Dysregulation of glycosaminoglycans during oocyte maturation in vitro: implications for developmental potential

A complex extracellular matrix (ECM) assembles around the mammalian oocyte during maturation and ovulation, comprising hyaluronan as well as proteoglycans. These proteoglycans are hypothesised to carry heparan and chondroitin sulfate side chains. This matrix is essential for ovulation, mediates signalling, and regulates solute diffusion to control the oocyte environment. In vivo, ECM formation is initiated by epidermal growth factor-like peptides released within the follicle, acting together with oocyte-derived growth factors. Although proteoglycans are known components, the specific glycosaminoglycan (GAG) composition remains poorly understood. Here, we characterised GAG abundance in murine cumulus-oocyte-complexes and assessed differences between in vivo and in vitro maturation. The latter is an assisted reproductive technology that requires less drugs than IVF, but oocytes have reduced developmental potential.
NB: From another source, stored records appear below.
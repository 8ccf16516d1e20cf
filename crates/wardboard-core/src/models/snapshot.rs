//! Alert snapshot model
//!
//! The unit of persistence for alert state: all field states for one patient
//! as of one submission. Snapshots are immutable once committed; a newer
//! submission supersedes the current one atomically (see `db::snapshots`).

use serde::{Deserialize, Serialize};
use std::collections::BTreeMap;
use std::fmt;
use std::str::FromStr;
use uuid::Uuid;

use super::alert::{AlertField, AlertLabel};
use super::patient::PatientId;

/// A unique identifier for an alert snapshot, using UUID v7 (time-sortable)
#[derive(Debug, Clone, Copy, PartialEq, Eq, Hash, Serialize, Deserialize)]
pub struct SnapshotId(Uuid);

impl SnapshotId {
    /// Create a new unique snapshot ID using UUID v7
    #[must_use]
    pub fn new() -> Self {
        Self(Uuid::now_v7())
    }

    /// Get the string representation of this ID
    #[must_use]
    pub fn as_str(&self) -> String {
        self.0.to_string()
    }
}

impl Default for SnapshotId {
    fn default() -> Self {
        Self::new()
    }
}

impl fmt::Display for SnapshotId {
    fn fmt(&self, f: &mut fmt::Formatter<'_>) -> fmt::Result {
        write!(f, "{}", self.0)
    }
}

impl FromStr for SnapshotId {
    type Err = uuid::Error;

    fn from_str(s: &str) -> Result<Self, Self::Err> {
        Ok(Self(Uuid::parse_str(s)?))
    }
}

/// All alert field states for one patient, as of one point in time
///
/// A patient accumulates a history of snapshots; exactly one per patient is
/// ever current (`is_active`). Labels never touched for this patient are
/// absent from `fields`.
#[derive(Debug, Clone, PartialEq, Eq, Serialize, Deserialize)]
pub struct AlertSnapshot {
    /// Unique identifier
    pub id: SnapshotId,
    /// The patient this snapshot belongs to
    pub patient_id: PatientId,
    /// Submission timestamp (Unix ms); non-decreasing per patient
    pub submitted_at: i64,
    /// Field states keyed by label
    pub fields: BTreeMap<AlertLabel, AlertField>,
    /// Whether this is the patient's current snapshot
    pub is_active: bool,
}

impl AlertSnapshot {
    /// Create a snapshot ready for commit (current until superseded)
    #[must_use]
    pub fn new(
        patient_id: PatientId,
        submitted_at: i64,
        fields: BTreeMap<AlertLabel, AlertField>,
    ) -> Self {
        Self {
            id: SnapshotId::new(),
            patient_id,
            submitted_at,
            fields,
            is_active: true,
        }
    }

    /// State for one field, if it was ever set
    #[must_use]
    pub fn field(&self, label: AlertLabel) -> Option<&AlertField> {
        self.fields.get(&label)
    }

    /// Labels currently asserted, in fixed label order
    #[must_use]
    pub fn active_labels(&self) -> Vec<AlertLabel> {
        self.fields
            .iter()
            .filter(|(_, field)| field.active)
            .map(|(label, _)| *label)
            .collect()
    }

    /// Whether any field is currently asserted
    #[must_use]
    pub fn has_active_alerts(&self) -> bool {
        self.fields.values().any(|field| field.active)
    }
}

#[cfg(test)]
mod tests {
    use super::*;
    use std::collections::BTreeSet;

    fn field(active: bool) -> AlertField {
        AlertField {
            active,
            triggered_at: Some(1_000),
            resolved_at: if active { None } else { Some(2_000) },
            note: None,
            symptoms: BTreeSet::new(),
            other_detail: None,
        }
    }

    #[test]
    fn test_snapshot_id_unique() {
        let id1 = SnapshotId::new();
        let id2 = SnapshotId::new();
        assert_ne!(id1, id2);
    }

    #[test]
    fn test_new_snapshot_is_active() {
        let snapshot = AlertSnapshot::new(PatientId::new(), 5_000, BTreeMap::new());
        assert!(snapshot.is_active);
        assert_eq!(snapshot.submitted_at, 5_000);
        assert!(!snapshot.has_active_alerts());
    }

    #[test]
    fn test_active_labels_filters_resolved() {
        let fields = BTreeMap::from([
            (AlertLabel::Pain, field(true)),
            (AlertLabel::OutOfWard, field(false)),
        ]);
        let snapshot = AlertSnapshot::new(PatientId::new(), 0, fields);

        assert_eq!(snapshot.active_labels(), vec![AlertLabel::Pain]);
        assert!(snapshot.has_active_alerts());
    }

    #[test]
    fn test_fields_serialize_with_label_keys() {
        let fields = BTreeMap::from([(AlertLabel::Pain, field(true))]);
        let snapshot = AlertSnapshot::new(PatientId::new(), 0, fields);

        let json = serde_json::to_string(&snapshot).unwrap();
        assert!(json.contains("\"pain\""));

        let back: AlertSnapshot = serde_json::from_str(&json).unwrap();
        assert_eq!(back, snapshot);
    }
}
We found that sulfated GAG abundance increased significantly in vivo but not during in vitro oocyte maturation. We also employed high performance liquid-chromatography to measure the abundance of specific GAGs-hyaluronan, chondroitin sulfate, and heparan sulfate-in this matrix at different stages of maturation. These were enriched within the ECM during in vivo maturation but reduced or undetectable in vitro. Reduced GAG abundance following in vitro maturation was associated with poorer oocyte developmental potential. GAG deficiency following in vitro maturation likely arises from the failure of in vitro conditions to replicate the signalling milieu that occurs in vivo. Altered GAG abundance during in vitro maturation may impair functions of the ECM, including growth factor binding and activity or the regulated diffusion of solutes, potentially contributing to decreased oocyte developmental potential.